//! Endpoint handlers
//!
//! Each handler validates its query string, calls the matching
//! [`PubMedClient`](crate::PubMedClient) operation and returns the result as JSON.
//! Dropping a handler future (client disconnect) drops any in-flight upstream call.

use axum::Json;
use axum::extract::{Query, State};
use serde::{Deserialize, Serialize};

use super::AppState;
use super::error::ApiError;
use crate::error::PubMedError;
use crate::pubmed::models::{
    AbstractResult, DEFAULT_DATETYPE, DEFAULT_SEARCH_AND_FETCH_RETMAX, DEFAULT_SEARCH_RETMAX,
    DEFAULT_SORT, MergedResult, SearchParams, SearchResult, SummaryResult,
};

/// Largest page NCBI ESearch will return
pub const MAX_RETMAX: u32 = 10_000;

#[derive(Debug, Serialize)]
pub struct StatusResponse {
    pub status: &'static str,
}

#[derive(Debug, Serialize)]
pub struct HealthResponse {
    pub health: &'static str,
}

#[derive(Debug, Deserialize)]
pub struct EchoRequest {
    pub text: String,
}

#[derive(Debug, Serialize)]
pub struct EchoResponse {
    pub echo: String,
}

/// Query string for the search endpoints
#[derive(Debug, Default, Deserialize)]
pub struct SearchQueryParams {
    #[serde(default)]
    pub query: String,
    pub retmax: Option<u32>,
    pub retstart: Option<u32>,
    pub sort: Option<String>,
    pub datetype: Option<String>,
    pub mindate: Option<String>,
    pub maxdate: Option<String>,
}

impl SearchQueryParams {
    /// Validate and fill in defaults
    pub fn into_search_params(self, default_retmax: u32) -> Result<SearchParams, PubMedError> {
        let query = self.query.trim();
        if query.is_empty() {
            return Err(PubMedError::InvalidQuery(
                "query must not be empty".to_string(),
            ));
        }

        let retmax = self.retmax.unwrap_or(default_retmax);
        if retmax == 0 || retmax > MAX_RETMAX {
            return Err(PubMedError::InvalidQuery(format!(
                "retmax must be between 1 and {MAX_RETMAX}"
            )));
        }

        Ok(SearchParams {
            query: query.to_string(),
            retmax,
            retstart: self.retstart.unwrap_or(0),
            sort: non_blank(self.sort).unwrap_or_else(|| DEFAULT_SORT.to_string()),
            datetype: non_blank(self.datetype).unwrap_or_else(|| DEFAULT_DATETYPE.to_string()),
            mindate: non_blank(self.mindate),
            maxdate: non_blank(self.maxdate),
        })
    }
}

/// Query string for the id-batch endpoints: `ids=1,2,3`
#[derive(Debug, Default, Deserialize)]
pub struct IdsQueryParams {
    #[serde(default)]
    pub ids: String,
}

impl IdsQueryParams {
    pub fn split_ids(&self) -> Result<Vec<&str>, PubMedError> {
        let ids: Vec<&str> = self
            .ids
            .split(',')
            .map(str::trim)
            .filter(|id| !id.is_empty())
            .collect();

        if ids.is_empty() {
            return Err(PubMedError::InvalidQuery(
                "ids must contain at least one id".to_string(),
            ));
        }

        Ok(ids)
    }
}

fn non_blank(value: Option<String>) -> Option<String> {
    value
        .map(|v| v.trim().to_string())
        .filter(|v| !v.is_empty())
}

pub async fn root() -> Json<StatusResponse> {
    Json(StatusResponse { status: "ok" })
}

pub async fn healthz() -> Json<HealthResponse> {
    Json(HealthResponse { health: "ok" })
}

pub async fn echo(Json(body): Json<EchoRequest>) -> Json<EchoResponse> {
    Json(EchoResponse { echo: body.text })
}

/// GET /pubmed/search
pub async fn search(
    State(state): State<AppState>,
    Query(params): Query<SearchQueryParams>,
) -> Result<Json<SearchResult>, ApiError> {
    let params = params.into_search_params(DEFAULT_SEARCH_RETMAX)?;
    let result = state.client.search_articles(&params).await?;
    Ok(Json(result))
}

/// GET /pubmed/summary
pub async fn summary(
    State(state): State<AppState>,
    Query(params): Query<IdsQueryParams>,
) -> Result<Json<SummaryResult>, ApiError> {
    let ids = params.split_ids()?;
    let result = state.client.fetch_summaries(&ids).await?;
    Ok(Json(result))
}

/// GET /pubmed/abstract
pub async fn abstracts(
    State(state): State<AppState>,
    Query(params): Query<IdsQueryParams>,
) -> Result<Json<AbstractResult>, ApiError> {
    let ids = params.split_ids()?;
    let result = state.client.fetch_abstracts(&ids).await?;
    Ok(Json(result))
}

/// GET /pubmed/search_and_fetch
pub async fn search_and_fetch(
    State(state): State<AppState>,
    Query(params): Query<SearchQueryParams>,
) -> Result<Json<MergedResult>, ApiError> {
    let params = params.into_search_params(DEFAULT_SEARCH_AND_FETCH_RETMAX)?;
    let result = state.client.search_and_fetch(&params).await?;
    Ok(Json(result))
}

************

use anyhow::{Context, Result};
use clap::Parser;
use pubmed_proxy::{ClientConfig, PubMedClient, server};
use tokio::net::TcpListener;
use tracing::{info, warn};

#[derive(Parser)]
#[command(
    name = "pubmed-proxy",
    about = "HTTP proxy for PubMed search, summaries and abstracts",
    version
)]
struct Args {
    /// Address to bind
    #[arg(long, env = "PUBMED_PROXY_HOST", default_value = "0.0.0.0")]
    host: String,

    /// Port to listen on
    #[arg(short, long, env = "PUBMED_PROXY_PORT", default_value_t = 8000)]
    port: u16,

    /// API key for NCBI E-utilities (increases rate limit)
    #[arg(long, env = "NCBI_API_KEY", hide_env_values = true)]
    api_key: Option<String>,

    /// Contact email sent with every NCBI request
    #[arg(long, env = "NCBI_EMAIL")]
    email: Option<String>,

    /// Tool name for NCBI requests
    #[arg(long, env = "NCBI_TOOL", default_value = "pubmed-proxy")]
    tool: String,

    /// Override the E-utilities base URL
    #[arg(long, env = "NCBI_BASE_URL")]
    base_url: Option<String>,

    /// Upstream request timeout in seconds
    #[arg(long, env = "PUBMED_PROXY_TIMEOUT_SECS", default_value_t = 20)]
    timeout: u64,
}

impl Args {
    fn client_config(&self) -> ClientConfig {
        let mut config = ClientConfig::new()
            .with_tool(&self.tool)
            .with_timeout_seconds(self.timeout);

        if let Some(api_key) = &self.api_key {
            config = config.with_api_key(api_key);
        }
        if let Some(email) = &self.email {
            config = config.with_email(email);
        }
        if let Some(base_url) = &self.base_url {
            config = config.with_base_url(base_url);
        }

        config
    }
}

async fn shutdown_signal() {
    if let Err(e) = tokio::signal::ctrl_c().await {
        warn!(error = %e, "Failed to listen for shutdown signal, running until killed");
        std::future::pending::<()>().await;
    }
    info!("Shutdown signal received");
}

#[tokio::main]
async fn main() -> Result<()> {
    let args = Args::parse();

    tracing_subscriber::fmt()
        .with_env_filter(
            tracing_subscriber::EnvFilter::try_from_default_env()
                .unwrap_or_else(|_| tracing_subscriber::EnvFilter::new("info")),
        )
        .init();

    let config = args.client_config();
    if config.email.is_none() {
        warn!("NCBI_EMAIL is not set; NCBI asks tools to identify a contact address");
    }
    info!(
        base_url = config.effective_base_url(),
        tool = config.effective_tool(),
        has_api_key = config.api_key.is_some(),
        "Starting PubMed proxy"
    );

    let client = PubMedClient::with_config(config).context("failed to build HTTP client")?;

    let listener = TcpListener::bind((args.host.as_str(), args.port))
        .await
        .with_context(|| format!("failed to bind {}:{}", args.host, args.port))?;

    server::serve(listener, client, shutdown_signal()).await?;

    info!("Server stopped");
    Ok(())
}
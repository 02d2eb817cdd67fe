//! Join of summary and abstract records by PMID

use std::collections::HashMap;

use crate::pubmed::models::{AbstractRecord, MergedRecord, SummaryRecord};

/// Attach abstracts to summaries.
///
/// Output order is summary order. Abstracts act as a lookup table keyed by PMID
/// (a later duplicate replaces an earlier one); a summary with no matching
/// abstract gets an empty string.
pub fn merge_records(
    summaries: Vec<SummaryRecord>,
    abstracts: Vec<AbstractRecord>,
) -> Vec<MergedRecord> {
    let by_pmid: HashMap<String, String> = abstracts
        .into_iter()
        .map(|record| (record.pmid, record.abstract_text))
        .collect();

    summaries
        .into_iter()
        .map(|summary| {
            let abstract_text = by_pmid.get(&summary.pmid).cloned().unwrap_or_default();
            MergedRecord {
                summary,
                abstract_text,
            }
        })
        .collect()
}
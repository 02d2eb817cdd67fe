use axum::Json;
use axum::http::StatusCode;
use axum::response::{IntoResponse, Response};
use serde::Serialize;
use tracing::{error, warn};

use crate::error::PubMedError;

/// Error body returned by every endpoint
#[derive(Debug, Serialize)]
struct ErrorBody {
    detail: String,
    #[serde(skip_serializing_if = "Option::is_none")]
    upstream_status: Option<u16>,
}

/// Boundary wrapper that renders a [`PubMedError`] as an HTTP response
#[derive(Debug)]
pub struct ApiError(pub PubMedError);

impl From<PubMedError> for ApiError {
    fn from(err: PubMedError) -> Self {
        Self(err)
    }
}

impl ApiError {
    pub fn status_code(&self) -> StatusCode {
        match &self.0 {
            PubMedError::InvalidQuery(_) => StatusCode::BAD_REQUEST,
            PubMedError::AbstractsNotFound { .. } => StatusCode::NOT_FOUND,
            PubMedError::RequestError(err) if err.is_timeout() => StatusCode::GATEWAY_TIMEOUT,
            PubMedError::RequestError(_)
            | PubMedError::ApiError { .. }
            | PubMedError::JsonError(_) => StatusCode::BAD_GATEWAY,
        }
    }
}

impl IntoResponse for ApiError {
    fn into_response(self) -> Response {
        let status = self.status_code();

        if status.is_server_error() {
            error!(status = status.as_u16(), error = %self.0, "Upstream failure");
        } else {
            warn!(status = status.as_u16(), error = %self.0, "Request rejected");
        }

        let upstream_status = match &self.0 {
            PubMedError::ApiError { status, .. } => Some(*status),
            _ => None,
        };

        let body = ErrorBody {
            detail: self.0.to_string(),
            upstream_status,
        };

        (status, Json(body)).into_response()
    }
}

************

The required output is every line above from the one with "PubMedError::RequestError(_)" down to the one with "fn into_response(self) ->", restated word for word, ends included.

            PubMedError::RequestError(_)
            | PubMedError::ApiError { .. }
            | PubMedError::JsonError(_) => StatusCode::BAD_GATEWAY,
        }
    }
}

impl IntoResponse for ApiError {
    fn into_response(self) -> Response {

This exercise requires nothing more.